Before calculating their results, the authors
considered other factors that could have influenced the girls’ behavior, such
as age, family, employment and parental monitoring.
The girls in the study showed higher rates of
dangerous and violent behavior, and over 38 percent picked up a new STD. The
study found that 12 percent had been arrested and 44 percent said that they
used drugs
Those who watched more videos than others were
more likely to be arrested, report multiple sexual partners and used more drugs
and alcohol.
"I think it’s a reasonable inference to
say that these things build on one another in a sort of spiral, circular fashion,"
Hook told the American Journal of Public Health.

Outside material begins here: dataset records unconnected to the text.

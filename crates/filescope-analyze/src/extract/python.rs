//! Python import statements.

use std::path::{Path, PathBuf};

use filescope_core::UnresolvedReason;
use filescope_core::path::is_within;
use regex::Regex;

use super::resolve::{ExtractContext, first_existing, parent_dir};
use super::{RawReference, Resolution, capture_line};

#[derive(Debug)]
pub(super) struct Patterns {
    /// `import a.b, c as d`
    import: Regex,
    /// `from .x import y` with an optional parenthesized name list.
    from_import: Regex,
}

impl Patterns {
    pub(super) fn compile() -> Result<Self, regex::Error> {
        Ok(Self {
            import: Regex::new(r"(?m)^[ \t]*import[ \t]+([A-Za-z_][\w.]*(?:[ \t]*,[ \t]*[A-Za-z_][\w.]*(?:[ \t]+as[ \t]+\w+)?|[ \t]+as[ \t]+\w+)*)")?,
            from_import: Regex::new(
                r"(?m)^[ \t]*from[ \t]+(\.*)([A-Za-z_][\w.]*)?[ \t]+import[ \t]+(?:\(([^)]*)\)|([^\n]+))",
            )?,
        })
    }

    pub(super) fn extract(
        &self,
        file: &Path,
        source: &str,
        ctx: &ExtractContext<'_>,
    ) -> Vec<RawReference> {
        let mut refs = Vec::new();

        for caps in self.import.captures_iter(source) {
            let line = capture_line(source, &caps, 1);
            for module in caps[1].split(',') {
                let Some(module) = module.split_whitespace().next() else {
                    continue;
                };
                refs.push(RawReference::new(
                    module,
                    line,
                    resolve_absolute(file, module, ctx),
                ));
            }
        }

        for caps in self.from_import.captures_iter(source) {
            let line = capture_line(source, &caps, 1);
            let dots = caps.get(1).map_or("", |m| m.as_str());
            let module = caps.get(2).map_or("", |m| m.as_str());

            if dots.is_empty() {
                refs.push(RawReference::new(
                    module,
                    line,
                    resolve_absolute(file, module, ctx),
                ));
                continue;
            }

            let Some(package) = package_dir(file, dots.len()) else {
                refs.push(RawReference::new(
                    format!("{dots}{module}"),
                    line,
                    Resolution::Unresolved(UnresolvedReason::OutsideRoot),
                ));
                continue;
            };

            if !module.is_empty() {
                refs.push(RawReference::new(
                    format!("{dots}{module}"),
                    line,
                    resolve_in(&package, module, ctx),
                ));
                continue;
            }

            // `from . import a, b`: each name may be a sibling module.
            let names = caps.get(3).or_else(|| caps.get(4)).map_or("", |m| m.as_str());
            for name in imported_names(names) {
                let base = package.join(name);
                let candidates = vec![
                    base.with_extension("py"),
                    base.join("__init__.py"),
                    package.join("__init__.py"),
                ];
                refs.push(RawReference::new(
                    format!("{dots}{name}"),
                    line,
                    within_root(&package, ctx).unwrap_or_else(|| first_existing(candidates, ctx)),
                ));
            }
        }

        refs
    }
}

/// Directory of the package `dots` levels up from `file` (one dot is the
/// file's own package).
fn package_dir(file: &Path, dots: usize) -> Option<PathBuf> {
    let mut dir = parent_dir(file);
    for _ in 1..dots {
        dir = dir.parent()?;
    }
    Some(dir.to_path_buf())
}

fn module_candidates(base: &Path, module: &str) -> [PathBuf; 2] {
    let path = base.join(module.replace('.', "/"));
    [path.with_extension("py"), path.join("__init__.py")]
}

fn within_root(dir: &Path, ctx: &ExtractContext<'_>) -> Option<Resolution> {
    (!is_within(dir, ctx.root)).then_some(Resolution::Unresolved(UnresolvedReason::OutsideRoot))
}

fn resolve_in(package: &Path, module: &str, ctx: &ExtractContext<'_>) -> Resolution {
    within_root(package, ctx)
        .unwrap_or_else(|| first_existing(module_candidates(package, module), ctx))
}

/// Absolute modules are looked up beside the file, then under the project
/// root; anything else is a third-party or standard library module.
fn resolve_absolute(file: &Path, module: &str, ctx: &ExtractContext<'_>) -> Resolution {
    let candidates = module_candidates(parent_dir(file), module)
        .into_iter()
        .chain(module_candidates(ctx.project_root, module));
    match first_existing(candidates, ctx) {
        Resolution::Unresolved(UnresolvedReason::Missing) => {
            Resolution::Unresolved(UnresolvedReason::External)
        }
        other => other,
    }
}

fn imported_names(list: &str) -> impl Iterator<Item = &str> {
    list.split(',')
        .filter_map(|item| item.split_whitespace().next())
        .filter(|name| *name != "*" && !name.is_empty())
}

#[cfg(test)]
mod tests {
    use super::*;
    use std::fs;
    use tempfile::TempDir;

    fn fixture() -> (TempDir, PathBuf) {
        let temp = TempDir::new().unwrap();
        let root = temp.path().canonicalize().unwrap();
        fs::create_dir_all(root.join("pkg/sub")).unwrap();
        for file in [
            "pkg/__init__.py",
            "pkg/models.py",
            "pkg/sub/__init__.py",
            "pkg/sub/views.py",
            "pkg/sub/helpers.py",
            "settings.py",
        ] {
            fs::write(root.join(file), "").unwrap();
        }
        (temp, root)
    }

    fn resolved_names(root: &Path, refs: &[RawReference]) -> Vec<(String, Option<PathBuf>)> {
        refs.iter()
            .map(|r| {
                let target = match &r.resolution {
                    Resolution::Resolved(p) => Some(p.strip_prefix(root).unwrap().to_path_buf()),
                    Resolution::Unresolved(_) => None,
                };
                (r.specifier.clone(), target)
            })
            .collect()
    }

    #[test]
    fn test_relative_imports() {
        let (_temp, root) = fixture();
        let patterns = Patterns::compile().unwrap();
        let ctx = ExtractContext::new(&root);
        let source = "from . import helpers\nfrom .. import models\nfrom ..models import User\nfrom .missing import x\n";
        let refs = patterns.extract(&root.join("pkg/sub/views.py"), source, &ctx);

        assert_eq!(
            resolved_names(&root, &refs),
            vec![
                (".helpers".to_string(), Some(PathBuf::from("pkg/sub/helpers.py"))),
                ("..models".to_string(), Some(PathBuf::from("pkg/models.py"))),
                ("..models".to_string(), Some(PathBuf::from("pkg/models.py"))),
                (".missing".to_string(), None),
            ]
        );
        assert_eq!(refs[3].resolution, Resolution::Unresolved(UnresolvedReason::Missing));
    }

    #[test]
    fn test_absolute_imports() {
        let (_temp, root) = fixture();
        let patterns = Patterns::compile().unwrap();
        let ctx = ExtractContext::new(&root);
        let source = "import os, settings\nimport pkg.sub as s\nfrom pkg.models import User\n";
        let refs = patterns.extract(&root.join("main.py"), source, &ctx);

        assert_eq!(
            resolved_names(&root, &refs),
            vec![
                ("os".to_string(), None),
                ("settings".to_string(), Some(PathBuf::from("settings.py"))),
                ("pkg.sub".to_string(), Some(PathBuf::from("pkg/sub/__init__.py"))),
                ("pkg.models".to_string(), Some(PathBuf::from("pkg/models.py"))),
            ]
        );
        assert_eq!(refs[0].resolution, Resolution::Unresolved(UnresolvedReason::External));
    }

    #[test]
    fn test_parenthesized_names_span_lines() {
        let (_temp, root) = fixture();
        let patterns = Patterns::compile().unwrap();
        let ctx = ExtractContext::new(&root);
        let source = "from . import (\n    helpers,\n    views as v,\n)\n";
        let refs = patterns.extract(&root.join("pkg/sub/__init__.py"), source, &ctx);
        let specs: Vec<_> = refs.iter().map(|r| r.specifier.as_str()).collect();
        assert_eq!(specs, vec![".helpers", ".views"]);
        assert!(refs.iter().all(|r| r.line == 1));
    }
}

Dr. Cheryl L. Keyes of the University of California,
Los Angeles, author of the book "Rap Music and Street Consciousness,"
said that the studies shouldn’t be based on just rap music.
" Looking only at a girl’s choice of music
ignores other important factors," Keyes said. "It just can’t exclusively
be just rap music videos. It sort of bothers me that they’re always reducing
it to rap music. It’s a much more complex picture of youth growing up in contemporary
America."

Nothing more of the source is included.